ABOUT THIS EXERCISE:
When you return the entries, keep every word and mark exactly as it is.

SOURCE RECORDS:
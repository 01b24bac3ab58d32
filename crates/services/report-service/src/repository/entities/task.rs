//! Task database entity for SeaORM.

use sea_orm::entity::prelude::*;

use domain::Task;

#[derive(Clone, Debug, PartialEq, Eq, DeriveEntityModel)]
#[sea_orm(table_name = "tasks")]
pub struct Model {
    #[sea_orm(primary_key)]
    pub id: i32,
    pub report_id: i32,
    pub project_id: i32,
    #[sea_orm(column_type = "Text")]
    pub name: String,
    #[sea_orm(column_type = "Text", nullable)]
    pub developer_note: Option<String>,
    #[sea_orm(column_name = "estimate_planed")]
    pub estimate_planned: i32,
    pub estimate_progress: i32,
    pub start_timestamp: DateTimeUtc,
    pub end_timestamp: DateTimeUtc,
    pub created_at: DateTimeUtc,
}

#[derive(Copy, Clone, Debug, EnumIter, DeriveRelation)]
pub enum Relation {
    #[sea_orm(
        belongs_to = "super::report::Entity",
        from = "Column::ReportId",
        to = "super::report::Column::Id",
        on_delete = "Cascade"
    )]
    Report,
    #[sea_orm(
        belongs_to = "super::project::Entity",
        from = "Column::ProjectId",
        to = "super::project::Column::Id",
        on_delete = "Cascade"
    )]
    Project,
}

impl Related<super::report::Entity> for Entity {
    fn to() -> RelationDef {
        Relation::Report.def()
    }
}

impl Related<super::project::Entity> for Entity {
    fn to() -> RelationDef {
        Relation::Project.def()
    }
}

impl ActiveModelBehavior for ActiveModel {}

impl From<Model> for Task {
    fn from(model: Model) -> Self {
        Task {
            id: model.id,
            report_id: model.report_id,
            project_id: model.project_id,
            name: model.name,
            developer_note: model.developer_note,
            estimate_planned: model.estimate_planned,
            estimate_progress: model.estimate_progress,
            start_timestamp: model.start_timestamp,
            end_timestamp: model.end_timestamp,
            created_at: model.created_at,
        }
    }
}
//! Migration: Create projects table.

use domain::MAX_NAME_LENGTH;
use sea_orm_migration::prelude::*;

#[derive(DeriveMigrationName)]
pub struct Migration;

#[async_trait::async_trait]
impl MigrationTrait for Migration {
    async fn up(&self, manager: &SchemaManager) -> Result<(), DbErr> {
        manager
            .create_table(
                Table::create()
                    .table(Projects::Table)
                    .if_not_exists()
                    .col(
                        ColumnDef::new(Projects::Id)
                            .integer()
                            .not_null()
                            .auto_increment()
                            .primary_key(),
                    )
                    .col(ColumnDef::new(Projects::Name).string_len(MAX_NAME_LENGTH as u32).not_null())
                    .col(ColumnDef::new(Projects::Description).string_len(MAX_NAME_LENGTH as u32).not_null())
                    .col(
                        ColumnDef::new(Projects::CreatedAt)
                            .timestamp_with_time_zone()
                            .not_null()
                            .default(Expr::current_timestamp()),
                    )
                    .col(
                        ColumnDef::new(Projects::ModifiedAt)
                            .timestamp_with_time_zone()
                            .not_null()
                            .default(Expr::current_timestamp()),
                    )
                    .to_owned(),
            )
            .await
    }

    async fn down(&self, manager: &SchemaManager) -> Result<(), DbErr> {
        manager
            .drop_table(Table::drop().table(Projects::Table).to_owned())
            .await
    }
}

#[derive(DeriveIden)]
pub(super) enum Projects {
    Table,
    Id,
    Name,
    Description,
    CreatedAt,
    ModifiedAt,
}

ANSWER BELOW:
repository 01b24bac3ab58d32
filename crates/services/report-service/src/repository/entities/task.rs
//! Task database entity for SeaORM.

use sea_orm::entity::prelude::*;

use domain::Task;

#[derive(Clone, Debug, PartialEq, Eq, DeriveEntityModel)]
#[sea_orm(table_name = "tasks")]
pub struct Model {
    #[sea_orm(primary_key)]
    pub id: i32,
    pub report_id: i32,
    pub project_id: i32,
    #[sea_orm(column_type = "Text")]
    pub name: String,
    #[sea_orm(column_type = "Text", nullable)]
    pub developer_note: Option<String>,
    #[sea_orm(column_name = "estimate_planed")]
    pub estimate_planned: i32,
    pub estimate_progress: i32,
    pub start_timestamp: DateTimeUtc,
    pub end_timestamp: DateTimeUtc,
    pub created_at: DateTimeUtc,
}

#[derive(Copy, Clone, Debug, EnumIter, DeriveRelation)]
pub enum Relation {
    #[sea_orm(
        belongs_to = "super::report::Entity",
        from = "Column::ReportId",
        to = "super::report::Column::Id",
        on_delete = "Cascade"
    )]
    Report,
    #[sea_orm(
        belongs_to = "super::project::Entity",
        from = "Column::ProjectId",
        to = "super::project::Column::Id",
        on_delete = "Cascade"
    )]
    Project,
}

impl Related<super::report::Entity> for Entity {
    fn to() -> RelationDef {
        Relation::Report.def()
    }
}

impl Related<super::project::Entity> for Entity {
    fn to() -> RelationDef {
        Relation::Project.def()
    }
}

impl ActiveModelBehavior for ActiveModel {}

impl From<Model> for Task {
    fn from(model: Model) -> Self {
        Task {
            id: model.id,
            report_id: model.report_id,
            project_id: model.project_id,
            name: model.name,
            developer_note: model.developer_note,
            estimate_planned: model.estimate_planned,
            estimate_progress: model.estimate_progress,
            start_timestamp: model.start_timestamp,
            end_timestamp: model.end_timestamp,
            created_at: model.created_at,
        }
    }
}
//! Migration: Create projects table.

use domain::MAX_NAME_LENGTH;
use sea_orm_migration::prelude::*;

#[derive(DeriveMigrationName)]
pub struct Migration;

#[async_trait::async_trait]
impl MigrationTrait for Migration {
    async fn up(&self, manager: &SchemaManager) -> Result<(), DbErr> {
        manager
            .create_table(
                Table::create()
                    .table(Projects::Table)
                    .if_not_exists()
                    .col(
                        ColumnDef::new(Projects::Id)
                            .integer()
                            .not_null()
                            .auto_increment()
                            .primary_key(),
                    )
                    .col(ColumnDef::new(Projects::Name).string_len(MAX_NAME_LENGTH as u32).not_null())
                    .col(ColumnDef::new(Projects::Description).string_len(MAX_NAME_LENGTH as u32).not_null())
                    .col(
                        ColumnDef::new(Projects::CreatedAt)
                            .timestamp_with_time_zone()
                            .not_null()
                            .default(Expr::current_timestamp()),
                    )
                    .col(
                        ColumnDef::new(Projects::ModifiedAt)
                            .timestamp_with_time_zone()
                            .not_null()
                            .default(Expr::current_timestamp()),
                    )
                    .to_owned(),
            )
            .await
    }

    async fn down(&self, manager: &SchemaManager) -> Result<(), DbErr> {
        manager
            .drop_table(Table::drop().table(Projects::Table).to_owned())
            .await
    }
}

#[derive(DeriveIden)]
pub(super) enum Projects {
    Table,
    Id,
    Name,
    Description,
    CreatedAt,
    ModifiedAt,
}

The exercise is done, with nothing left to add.